SUPPLIED MATERIAL Block Start

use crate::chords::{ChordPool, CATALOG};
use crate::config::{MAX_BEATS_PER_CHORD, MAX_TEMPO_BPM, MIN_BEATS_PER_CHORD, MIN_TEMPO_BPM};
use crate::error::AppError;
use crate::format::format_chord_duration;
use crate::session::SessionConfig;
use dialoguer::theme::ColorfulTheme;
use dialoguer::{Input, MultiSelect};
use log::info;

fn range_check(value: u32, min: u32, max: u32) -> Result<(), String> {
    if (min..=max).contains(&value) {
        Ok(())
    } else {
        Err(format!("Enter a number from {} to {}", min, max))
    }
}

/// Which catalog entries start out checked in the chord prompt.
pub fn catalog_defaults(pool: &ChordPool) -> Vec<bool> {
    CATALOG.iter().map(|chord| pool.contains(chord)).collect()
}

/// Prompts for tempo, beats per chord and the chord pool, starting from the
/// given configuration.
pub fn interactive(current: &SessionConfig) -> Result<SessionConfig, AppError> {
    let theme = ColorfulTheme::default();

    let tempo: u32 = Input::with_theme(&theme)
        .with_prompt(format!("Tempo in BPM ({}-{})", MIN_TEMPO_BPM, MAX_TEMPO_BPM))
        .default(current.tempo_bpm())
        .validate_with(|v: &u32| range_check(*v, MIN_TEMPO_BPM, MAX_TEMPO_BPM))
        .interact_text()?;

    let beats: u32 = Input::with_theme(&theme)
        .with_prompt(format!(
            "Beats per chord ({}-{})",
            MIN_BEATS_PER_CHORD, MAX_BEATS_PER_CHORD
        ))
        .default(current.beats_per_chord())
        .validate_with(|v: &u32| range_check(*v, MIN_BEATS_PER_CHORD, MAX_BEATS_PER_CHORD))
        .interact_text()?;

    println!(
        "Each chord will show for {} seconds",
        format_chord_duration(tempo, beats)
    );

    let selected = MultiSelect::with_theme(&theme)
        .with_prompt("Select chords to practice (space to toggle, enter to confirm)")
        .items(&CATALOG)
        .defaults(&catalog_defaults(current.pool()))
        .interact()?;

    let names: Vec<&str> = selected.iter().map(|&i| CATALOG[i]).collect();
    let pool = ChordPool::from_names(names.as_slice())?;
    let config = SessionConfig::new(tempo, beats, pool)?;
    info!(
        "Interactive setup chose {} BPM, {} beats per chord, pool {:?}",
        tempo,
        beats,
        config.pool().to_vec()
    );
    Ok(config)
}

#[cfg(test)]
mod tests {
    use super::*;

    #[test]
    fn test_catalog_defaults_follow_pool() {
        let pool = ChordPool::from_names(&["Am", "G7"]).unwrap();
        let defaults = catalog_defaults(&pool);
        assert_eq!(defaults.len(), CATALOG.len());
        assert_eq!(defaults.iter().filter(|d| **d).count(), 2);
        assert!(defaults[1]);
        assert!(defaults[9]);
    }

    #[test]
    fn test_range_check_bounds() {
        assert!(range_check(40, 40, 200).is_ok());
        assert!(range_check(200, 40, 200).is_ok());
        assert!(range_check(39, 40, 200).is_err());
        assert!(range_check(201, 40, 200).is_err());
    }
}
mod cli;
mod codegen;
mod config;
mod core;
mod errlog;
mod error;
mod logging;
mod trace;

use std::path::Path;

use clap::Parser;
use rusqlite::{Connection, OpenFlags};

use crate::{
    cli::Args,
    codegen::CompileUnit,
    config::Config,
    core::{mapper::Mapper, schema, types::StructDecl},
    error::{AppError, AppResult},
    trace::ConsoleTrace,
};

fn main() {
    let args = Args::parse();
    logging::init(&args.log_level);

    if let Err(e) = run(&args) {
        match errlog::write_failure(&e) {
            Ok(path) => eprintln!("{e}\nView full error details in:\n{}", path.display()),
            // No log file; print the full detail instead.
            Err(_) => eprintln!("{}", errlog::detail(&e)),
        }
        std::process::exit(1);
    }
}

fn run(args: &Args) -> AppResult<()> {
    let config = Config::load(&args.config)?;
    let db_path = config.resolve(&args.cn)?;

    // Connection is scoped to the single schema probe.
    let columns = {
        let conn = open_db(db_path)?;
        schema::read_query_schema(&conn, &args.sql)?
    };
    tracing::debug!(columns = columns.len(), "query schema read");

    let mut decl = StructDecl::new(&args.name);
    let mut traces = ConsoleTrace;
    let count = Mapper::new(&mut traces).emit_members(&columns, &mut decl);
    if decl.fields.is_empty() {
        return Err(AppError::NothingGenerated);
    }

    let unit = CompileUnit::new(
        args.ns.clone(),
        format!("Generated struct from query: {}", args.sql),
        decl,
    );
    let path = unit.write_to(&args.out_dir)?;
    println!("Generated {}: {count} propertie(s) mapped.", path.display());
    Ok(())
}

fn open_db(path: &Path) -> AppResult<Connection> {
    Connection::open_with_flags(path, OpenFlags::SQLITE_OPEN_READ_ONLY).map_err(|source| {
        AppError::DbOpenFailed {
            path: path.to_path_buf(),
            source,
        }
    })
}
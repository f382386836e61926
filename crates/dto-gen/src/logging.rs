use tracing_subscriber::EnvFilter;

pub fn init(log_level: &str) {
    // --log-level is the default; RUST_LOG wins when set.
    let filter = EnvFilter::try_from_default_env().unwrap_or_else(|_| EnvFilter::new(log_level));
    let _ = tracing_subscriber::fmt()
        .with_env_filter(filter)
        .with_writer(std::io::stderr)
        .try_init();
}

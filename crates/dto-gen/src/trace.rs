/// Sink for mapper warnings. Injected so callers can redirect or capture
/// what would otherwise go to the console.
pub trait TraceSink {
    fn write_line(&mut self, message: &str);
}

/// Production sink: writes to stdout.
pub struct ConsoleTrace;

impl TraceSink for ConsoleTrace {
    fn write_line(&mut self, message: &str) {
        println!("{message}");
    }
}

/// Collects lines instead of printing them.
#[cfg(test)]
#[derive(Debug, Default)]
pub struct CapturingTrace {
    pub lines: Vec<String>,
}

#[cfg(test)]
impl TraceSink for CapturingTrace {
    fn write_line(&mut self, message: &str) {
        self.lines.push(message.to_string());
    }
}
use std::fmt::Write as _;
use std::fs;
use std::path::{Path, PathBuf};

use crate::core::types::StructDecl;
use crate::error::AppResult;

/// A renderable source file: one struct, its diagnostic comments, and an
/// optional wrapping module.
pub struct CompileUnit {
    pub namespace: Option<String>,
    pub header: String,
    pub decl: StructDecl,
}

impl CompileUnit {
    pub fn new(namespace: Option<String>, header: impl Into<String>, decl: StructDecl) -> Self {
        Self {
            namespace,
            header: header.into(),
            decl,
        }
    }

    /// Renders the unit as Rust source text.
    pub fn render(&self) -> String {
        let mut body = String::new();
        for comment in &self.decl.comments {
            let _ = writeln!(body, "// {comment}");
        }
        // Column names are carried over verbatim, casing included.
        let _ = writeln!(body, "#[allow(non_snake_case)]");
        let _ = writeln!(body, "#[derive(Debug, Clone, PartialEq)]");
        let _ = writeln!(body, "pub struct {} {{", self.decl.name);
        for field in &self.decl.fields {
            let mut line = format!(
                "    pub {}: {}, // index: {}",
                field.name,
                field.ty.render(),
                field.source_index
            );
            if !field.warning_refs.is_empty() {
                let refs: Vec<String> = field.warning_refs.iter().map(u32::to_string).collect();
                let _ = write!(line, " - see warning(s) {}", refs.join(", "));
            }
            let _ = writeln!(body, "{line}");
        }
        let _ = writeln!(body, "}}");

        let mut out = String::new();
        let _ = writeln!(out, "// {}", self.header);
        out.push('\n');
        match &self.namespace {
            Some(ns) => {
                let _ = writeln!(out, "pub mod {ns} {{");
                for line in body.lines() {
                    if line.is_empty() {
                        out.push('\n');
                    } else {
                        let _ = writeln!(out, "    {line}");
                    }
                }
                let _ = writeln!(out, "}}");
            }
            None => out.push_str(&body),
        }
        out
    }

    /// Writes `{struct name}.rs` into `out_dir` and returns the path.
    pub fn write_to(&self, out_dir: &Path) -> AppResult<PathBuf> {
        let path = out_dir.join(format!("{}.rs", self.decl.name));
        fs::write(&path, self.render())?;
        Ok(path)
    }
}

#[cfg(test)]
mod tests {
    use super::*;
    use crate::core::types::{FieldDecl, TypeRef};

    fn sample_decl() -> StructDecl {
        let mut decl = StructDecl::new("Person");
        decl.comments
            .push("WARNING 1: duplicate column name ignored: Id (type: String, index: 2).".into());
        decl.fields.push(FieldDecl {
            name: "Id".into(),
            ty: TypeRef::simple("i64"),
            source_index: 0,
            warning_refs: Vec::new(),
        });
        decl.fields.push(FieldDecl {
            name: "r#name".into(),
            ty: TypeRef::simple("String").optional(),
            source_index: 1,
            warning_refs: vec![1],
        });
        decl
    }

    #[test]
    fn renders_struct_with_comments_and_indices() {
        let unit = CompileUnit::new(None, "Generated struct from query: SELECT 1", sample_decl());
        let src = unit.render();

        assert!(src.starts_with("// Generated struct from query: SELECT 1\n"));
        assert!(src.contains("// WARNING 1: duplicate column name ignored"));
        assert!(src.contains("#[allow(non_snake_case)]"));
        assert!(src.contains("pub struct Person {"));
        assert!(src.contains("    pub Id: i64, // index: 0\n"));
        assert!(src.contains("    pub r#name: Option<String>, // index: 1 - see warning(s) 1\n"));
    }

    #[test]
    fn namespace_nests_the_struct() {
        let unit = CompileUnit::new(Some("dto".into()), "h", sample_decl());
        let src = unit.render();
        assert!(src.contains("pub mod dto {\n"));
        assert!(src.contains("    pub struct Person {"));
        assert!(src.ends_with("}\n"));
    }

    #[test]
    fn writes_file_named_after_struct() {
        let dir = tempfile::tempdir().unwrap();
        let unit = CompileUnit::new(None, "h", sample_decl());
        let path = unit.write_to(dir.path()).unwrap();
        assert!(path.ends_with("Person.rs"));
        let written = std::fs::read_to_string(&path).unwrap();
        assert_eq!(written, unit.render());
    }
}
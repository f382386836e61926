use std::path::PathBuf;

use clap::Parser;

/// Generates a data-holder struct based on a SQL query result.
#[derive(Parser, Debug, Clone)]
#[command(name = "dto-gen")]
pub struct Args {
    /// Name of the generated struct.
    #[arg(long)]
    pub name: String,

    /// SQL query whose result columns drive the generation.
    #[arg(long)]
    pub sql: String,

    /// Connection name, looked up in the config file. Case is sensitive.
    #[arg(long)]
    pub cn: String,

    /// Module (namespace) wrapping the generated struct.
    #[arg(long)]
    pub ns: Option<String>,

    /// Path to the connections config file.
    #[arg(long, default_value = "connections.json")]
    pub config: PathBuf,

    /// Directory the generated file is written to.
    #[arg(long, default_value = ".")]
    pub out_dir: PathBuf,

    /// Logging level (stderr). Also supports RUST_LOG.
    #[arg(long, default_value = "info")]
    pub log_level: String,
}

SUPPLIED MATERIAL Block End

Your answer should consist of all lines in the listing above that contain "contains".

    if (min..=max).contains(&value) {
    CATALOG.iter().map(|chord| pool.contains(chord)).collect()
        assert!(src.contains("// WARNING 1: duplicate column name ignored"));
        assert!(src.contains("#[allow(non_snake_case)]"));
        assert!(src.contains("pub struct Person {"));
        assert!(src.contains("    pub Id: i64, // index: 0\n"));
        assert!(src.contains("    pub r#name: Option<String>, // index: 1 - see warning(s) 1\n"));
        assert!(src.contains("pub mod dto {\n"));
        assert!(src.contains("    pub struct Person {"));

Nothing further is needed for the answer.